I've been in Perth for 5 months and have not experienced any of the things that you have described. I've made loads of friends and I am always out and about. 

Yes, it is hot right now but not so much that you have to stay inside all the time. It does get cooler so choose a time when the temperature has dropped a bit and go out and do things as a family. Knock on your neighbour's door and introduce yourself - that's the only way you'll know them. For all you know, whilst you're sitting there and thinking that they are unfriendly, they're probably thinking the same thing about you and ultimately, someone has to make the first move. Say hello if you see them whilst you're leaving the house and I'm sure that they will respond - Aussies are friendly people, so if you're nice to them, they will reciprocate the gesture.

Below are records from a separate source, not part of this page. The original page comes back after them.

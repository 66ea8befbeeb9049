//! Value & Field Model
//!
//! The typed foundation every other component works on:
//!
//! - **Value**: a typed scalar (string, number, boolean, timestamp)
//! - **Record**: one resource instance, an immutable field → value map
//! - **FieldSchema**: per-resource field definitions with operator
//!   capabilities, sortability and the stable identifier field
//!
//! Schemas are built once per process and shared read-only; records are
//! request-scoped.

mod schema;
mod types;

pub use schema::{Capabilities, Direction, FieldDef, FieldKind, FieldSchema};
pub use types::{format_timestamp, parse_timestamp, Record, Value};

I find your comment about Perth being sunny really funny cause I always assumed that was one of the deciding factors for moving to Perth - everyone wants a sunny city where you can be out and about as opposed to somewhere rainy and gloomy. What exactly were you looking for in terms of the weather? Maybe you could move to another city where the weather is a bit cooler?

The parks may be empty but that should not stop you from going out (though I always find that there are loads of people in the park close to where I live). What do you like to do? There are so many indoor activities if you don't like the outdoors.

I personally think that you need to make the effort to go out there and mingle - friends will not come to you unfortunately, you will have to go out of the house and find them and if you allow yourself to come up with reasons to stay indoors, you'll just end up lonely and unhappy and it'll become even harder with time to even go out and meet new people.

It's normal to take time to settle in a new city and even to struggle at first to fit in but the key to changing this situation is to put yourself out there and try to integrate into the community as much as you can. If you find a hobby that you like, you will meet like-minded people and start to make friends and once you have an established social circle, you will start to enjoy Perth.

have you considered volunteer work or as shussel suggested, playgroups for your child? That's a really good way to meet new people who have a similar schedule to yourself and shared interest, making it a little bit easier to socialise.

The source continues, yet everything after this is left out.